‘I was making myself the usual cup of tea, when the doorbell strangely rang…’ (Not So Manic Now, Dubstar)
Sarah Blackwood is the ice-cool electro pop chanteuse of Dubstar, Salford/London coffee table purveyors of bitterweet lyrics and ear-wormy tunes. Bravely upholding the femme-pop vanguard against the ground forces of Britpop at the time, Blackwood became a combination of indie poster-girl and Bridget Jones alike Starbucks idol.
So strange and otherworldly to see Ms Blackwood land in Istanbul’s oldest club – albeit founded in 1994 – Roxy, in the cities’ fashionable Cihangir district. Ably assisted by Candian Robert Smith/Andrew VanWyngarden lookalike Oliver on acoustic guitar, the perfectly toned and poised Blackwood provides perfect ying to the guitarist’s tousled yang.
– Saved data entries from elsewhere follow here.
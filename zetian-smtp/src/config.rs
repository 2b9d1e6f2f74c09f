use std::{
    net::{IpAddr, Ipv4Addr, SocketAddr},
    path::PathBuf,
};

use serde::Deserialize;
use zetian_common::error::ConfigError;

/// TLS material and policy for STARTTLS or implicit TLS.
#[derive(Clone, Debug, Deserialize)]
pub struct TlsContext {
    /// PEM certificate chain.
    pub certificate: PathBuf,
    /// PEM private key (PKCS1, PKCS8 or SEC1).
    pub key: PathBuf,
    /// Acceptable protocol versions. Empty means the rustls defaults.
    #[serde(default)]
    pub protocols: Vec<TlsVersion>,
}

#[derive(Clone, Copy, Debug, PartialEq, Eq, Deserialize)]
#[serde(rename_all = "lowercase")]
pub enum TlsVersion {
    #[serde(alias = "tlsv1.2", alias = "tls1.2")]
    Tls12,
    #[serde(alias = "tlsv1.3", alias = "tls1.3")]
    Tls13,
}

/// Per-session timers, all in seconds.
///
/// These follow the RFC 5321 section 4.5.3.2 recommendations: the command
/// timer bounds the wait for one complete command line, the data timer
/// bounds each read during body reception, and the connection timer bounds
/// the whole session (0 disables it).
#[derive(Clone, Debug, Deserialize)]
pub struct Timeouts {
    #[serde(default = "default_command_timeout")]
    pub command_secs: u64,

    #[serde(default = "default_data_timeout")]
    pub data_secs: u64,

    #[serde(default = "default_connection_timeout")]
    pub connection_secs: u64,
}

impl Default for Timeouts {
    fn default() -> Self {
        Self {
            command_secs: default_command_timeout(),
            data_secs: default_data_timeout(),
            connection_secs: default_connection_timeout(),
        }
    }
}

const fn default_command_timeout() -> u64 {
    300 // 5 minutes per RFC 5321
}

const fn default_data_timeout() -> u64 {
    180 // 3 minutes per RFC 5321
}

const fn default_connection_timeout() -> u64 {
    1800 // 30 minutes
}

/// Everything an embedding application can tune on one listener.
///
/// Assemble directly, through [`ServerConfig::builder`], or deserialize
/// from the application's own configuration format; then let
/// [`ServerConfig::validate`] normalize and sanity-check the result.
#[derive(Clone, Debug, Deserialize)]
#[serde(default)]
pub struct ServerConfig {
    /// Listen address.
    pub address: IpAddr,
    /// Listen port. 0 binds an ephemeral port.
    pub port: u16,
    /// Name advertised in the banner, EHLO response and trace headers.
    pub server_name: String,
    /// Override for the 220 banner text.
    pub banner: Option<String>,
    /// Override for the first EHLO response line.
    pub greeting: Option<String>,

    /// SIZE cap in bytes; 0 means unlimited.
    pub max_message_size: usize,
    /// Recipient cap per transaction.
    pub max_recipients: usize,
    /// Global concurrent-session cap; 0 means unlimited.
    pub max_connections: usize,
    /// Per-address concurrent-session cap; 0 means unlimited.
    pub max_connections_per_ip: usize,
    /// Consecutive non-2xx/3xx replies tolerated before the session is
    /// dropped with 421.
    pub max_retry_count: u32,

    pub timeouts: Timeouts,
    /// How long graceful shutdown waits for sessions to finish.
    pub shutdown_grace_secs: u64,

    pub pipelining: bool,
    pub eight_bit_mime: bool,
    pub binary_mime: bool,
    pub chunking: bool,
    pub smtp_utf8: bool,
    pub size_extension: bool,

    /// Refuse MAIL FROM until the session has authenticated.
    pub require_authentication: bool,
    /// Refuse everything but EHLO/HELO/STARTTLS/NOOP/QUIT until the
    /// session is secure.
    pub require_secure_connection: bool,
    /// Permit PLAIN/LOGIN over an unencrypted transport.
    pub allow_plaintext_authentication: bool,

    /// Handshake at accept time instead of via STARTTLS (port 465 usage).
    pub implicit_tls: bool,
    pub tls: Option<TlsContext>,

    /// SASL mechanisms to advertise and accept, uppercased.
    pub mechanisms: Vec<String>,

    /// Echo collaborator failure detail to clients instead of a generic
    /// phrase.
    pub detailed_errors: bool,
}

impl Default for ServerConfig {
    fn default() -> Self {
        Self {
            address: IpAddr::V4(Ipv4Addr::UNSPECIFIED),
            port: 25,
            server_name: std::env::var("HOSTNAME").unwrap_or_else(|_| "localhost".to_string()),
            banner: None,
            greeting: None,
            max_message_size: 0,
            max_recipients: 100,
            max_connections: 0,
            max_connections_per_ip: 0,
            max_retry_count: 5,
            timeouts: Timeouts::default(),
            shutdown_grace_secs: 10,
            pipelining: true,
            eight_bit_mime: true,
            binary_mime: false,
            chunking: true,
            smtp_utf8: false,
            size_extension: true,
            require_authentication: false,
            require_secure_connection: false,
            allow_plaintext_authentication: false,
            implicit_tls: false,
            tls: None,
            mechanisms: vec!["PLAIN".to_string(), "LOGIN".to_string()],
            detailed_errors: false,
        }
    }
}

impl ServerConfig {
    #[must_use]
    pub fn builder() -> ServerConfigBuilder {
        ServerConfigBuilder::default()
    }

    #[must_use]
    pub const fn socket(&self) -> SocketAddr {
        SocketAddr::new(self.address, self.port)
    }

    /// Normalize and sanity-check the configuration.
    ///
    /// BINARYMIME requires CHUNKING, so the latter is switched on when
    /// needed. TLS material is checked for existence here rather than at
    /// the first handshake.
    pub fn validate(&mut self) -> Result<(), ConfigError> {
        self.mechanisms = self
            .mechanisms
            .iter()
            .map(|mechanism| mechanism.to_ascii_uppercase())
            .collect();

        if self.binary_mime && !self.chunking {
            self.chunking = true;
        }

        if self.max_retry_count == 0 {
            return Err(ConfigError::InvalidConfiguration {
                field: "max_retry_count".to_string(),
                reason: "must tolerate at least one error".to_string(),
            });
        }

        if self.server_name.is_empty() {
            return Err(ConfigError::MissingField("server_name"));
        }

        if (self.implicit_tls || self.require_secure_connection) && self.tls.is_none() {
            return Err(ConfigError::MissingField("tls"));
        }

        if let Some(tls) = self.tls.as_ref() {
            if !tls.certificate.try_exists()? {
                return Err(ConfigError::Io(std::io::Error::new(
                    std::io::ErrorKind::NotFound,
                    format!(
                        "Unable to find TLS Certificate {}",
                        tls.certificate.display()
                    ),
                )));
            }

            if !tls.key.try_exists()? {
                return Err(ConfigError::Io(std::io::Error::new(
                    std::io::ErrorKind::NotFound,
                    format!("Unable to find TLS Key {}", tls.key.display()),
                )));
            }
        }

        Ok(())
    }
}

/// Ergonomic sugar over [`ServerConfig`].
#[derive(Debug, Default)]
pub struct ServerConfigBuilder {
    config: ServerConfig,
}

impl ServerConfigBuilder {
    #[must_use]
    pub const fn with_address(mut self, address: IpAddr) -> Self {
        self.config.address = address;
        self
    }

    #[must_use]
    pub const fn with_port(mut self, port: u16) -> Self {
        self.config.port = port;
        self
    }

    #[must_use]
    pub fn with_server_name(mut self, server_name: impl Into<String>) -> Self {
        self.config.server_name = server_name.into();
        self
    }

    #[must_use]
    pub fn with_banner(mut self, banner: impl Into<String>) -> Self {
        self.config.banner = Some(banner.into());
        self
    }

    #[must_use]
    pub const fn with_max_message_size(mut self, bytes: usize) -> Self {
        self.config.max_message_size = bytes;
        self
    }

    #[must_use]
    pub const fn with_max_recipients(mut self, recipients: usize) -> Self {
        self.config.max_recipients = recipients;
        self
    }

    #[must_use]
    pub const fn with_max_connections(mut self, connections: usize) -> Self {
        self.config.max_connections = connections;
        self
    }

    #[must_use]
    pub const fn with_max_connections_per_ip(mut self, connections: usize) -> Self {
        self.config.max_connections_per_ip = connections;
        self
    }

    #[must_use]
    pub const fn with_max_retry_count(mut self, count: u32) -> Self {
        self.config.max_retry_count = count;
        self
    }

    #[must_use]
    pub const fn with_timeouts(mut self, timeouts: Timeouts) -> Self {
        self.config.timeouts = timeouts;
        self
    }

    #[must_use]
    pub const fn with_pipelining(mut self, enabled: bool) -> Self {
        self.config.pipelining = enabled;
        self
    }

    #[must_use]
    pub const fn with_eight_bit_mime(mut self, enabled: bool) -> Self {
        self.config.eight_bit_mime = enabled;
        self
    }

    #[must_use]
    pub const fn with_binary_mime(mut self, enabled: bool) -> Self {
        self.config.binary_mime = enabled;
        self
    }

    #[must_use]
    pub const fn with_chunking(mut self, enabled: bool) -> Self {
        self.config.chunking = enabled;
        self
    }

    #[must_use]
    pub const fn with_smtp_utf8(mut self, enabled: bool) -> Self {
        self.config.smtp_utf8 = enabled;
        self
    }

    #[must_use]
    pub const fn with_size_extension(mut self, enabled: bool) -> Self {
        self.config.size_extension = enabled;
        self
    }

    #[must_use]
    pub const fn with_require_authentication(mut self, required: bool) -> Self {
        self.config.require_authentication = required;
        self
    }

    #[must_use]
    pub const fn with_require_secure_connection(mut self, required: bool) -> Self {
        self.config.require_secure_connection = required;
        self
    }

    #[must_use]
    pub const fn with_allow_plaintext_authentication(mut self, allowed: bool) -> Self {
        self.config.allow_plaintext_authentication = allowed;
        self
    }

    #[must_use]
    pub fn with_tls(mut self, tls: TlsContext) -> Self {
        self.config.tls = Some(tls);
        self
    }

    #[must_use]
    pub const fn with_implicit_tls(mut self, implicit: bool) -> Self {
        self.config.implicit_tls = implicit;
        self
    }

    #[must_use]
    pub fn with_mechanisms(mut self, mechanisms: Vec<String>) -> Self {
        self.config.mechanisms = mechanisms;
        self
    }

    #[must_use]
    pub const fn with_detailed_errors(mut self, detailed: bool) -> Self {
        self.config.detailed_errors = detailed;
        self
    }

    #[must_use]
    pub fn build(self) -> ServerConfig {
        self.config
    }
}
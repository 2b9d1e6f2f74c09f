use zetian_common::envelope::Envelope;

/// How the body of the current transaction is being transferred. Set by the
/// first DATA or BDAT command; the two must not be mixed.
#[derive(Debug, Clone, Copy, PartialEq, Eq)]
pub(crate) enum TransferMode {
    Data,
    Chunked,
}

/// One open mail transaction: the envelope built by MAIL FROM / RCPT TO and
/// any BDAT chunks accumulated so far.
#[derive(Debug)]
pub(crate) struct Transaction {
    envelope: Envelope,
    mode: Option<TransferMode>,
    buffer: Vec<u8>,
    /// The transaction is doomed (size cap breached mid-BDAT) but chunks
    /// keep arriving; consume and drop them until LAST restores framing.
    discarding: bool,
}

impl Transaction {
    pub(crate) const fn new(envelope: Envelope) -> Self {
        Self {
            envelope,
            mode: None,
            buffer: Vec::new(),
            discarding: false,
        }
    }

    pub(crate) const fn envelope(&self) -> &Envelope {
        &self.envelope
    }

    pub(crate) const fn envelope_mut(&mut self) -> &mut Envelope {
        &mut self.envelope
    }

    pub(crate) const fn mode(&self) -> Option<TransferMode> {
        self.mode
    }

    pub(crate) const fn set_mode(&mut self, mode: TransferMode) {
        self.mode = Some(mode);
    }

    pub(crate) const fn is_discarding(&self) -> bool {
        self.discarding
    }

    pub(crate) fn start_discarding(&mut self) {
        self.discarding = true;
        self.buffer = Vec::new();
    }

    pub(crate) fn buffered_len(&self) -> usize {
        self.buffer.len()
    }

    pub(crate) fn append_chunk(&mut self, chunk: &[u8]) {
        if !self.discarding {
            self.buffer.extend_from_slice(chunk);
        }
    }

    pub(crate) fn take_buffer(&mut self) -> Vec<u8> {
        std::mem::take(&mut self.buffer)
    }

    pub(crate) fn into_envelope(self) -> Envelope {
        self.envelope
    }
}

#[cfg(test)]
mod test {
    use zetian_common::envelope::Envelope;

    use super::{Transaction, TransferMode};

    #[test]
    fn chunks_accumulate_in_order() {
        let mut transaction = Transaction::new(Envelope::default());
        transaction.set_mode(TransferMode::Chunked);

        transaction.append_chunk(b"hello");
        transaction.append_chunk(b" world");

        assert_eq!(transaction.buffered_len(), 11);
        assert_eq!(transaction.take_buffer(), b"hello world");
    }

    #[test]
    fn discarding_drops_chunks() {
        let mut transaction = Transaction::new(Envelope::default());
        transaction.append_chunk(b"kept");
        transaction.start_discarding();
        transaction.append_chunk(b"dropped");

        assert!(transaction.is_discarding());
        assert_eq!(transaction.buffered_len(), 0);
    }

    #[test]
    fn mode_is_sticky() {
        let mut transaction = Transaction::new(Envelope::default());
        assert_eq!(transaction.mode(), None);

        transaction.set_mode(TransferMode::Chunked);
        assert_eq!(transaction.mode(), Some(TransferMode::Chunked));
    }
}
Billy Bragg’s ode to Thatcherism as failed-relationship ‘St Swithins Day’ sits by The Rolling Stones ‘Under My Thumb’ and Bob Dylan’s ‘Blowin’ In The Wind’, and alongside Blackwood’s soft northern accent, sound like the judgement of the quietly righteous. It’s as if the sardonic techno-pop queen once astride a heap of muscled, male, discarded dancers has descended from the mountain into the village throng; to bring the iceberg to the drowners.
In person Sarah Blackwood is a humble, gracious, sensitive, and sweet true lady – a woman of legendary status, maturing in the classiest of styles. Blackwood winked at Istanbul from the wall of the club, and Istanbul yielded, one more time…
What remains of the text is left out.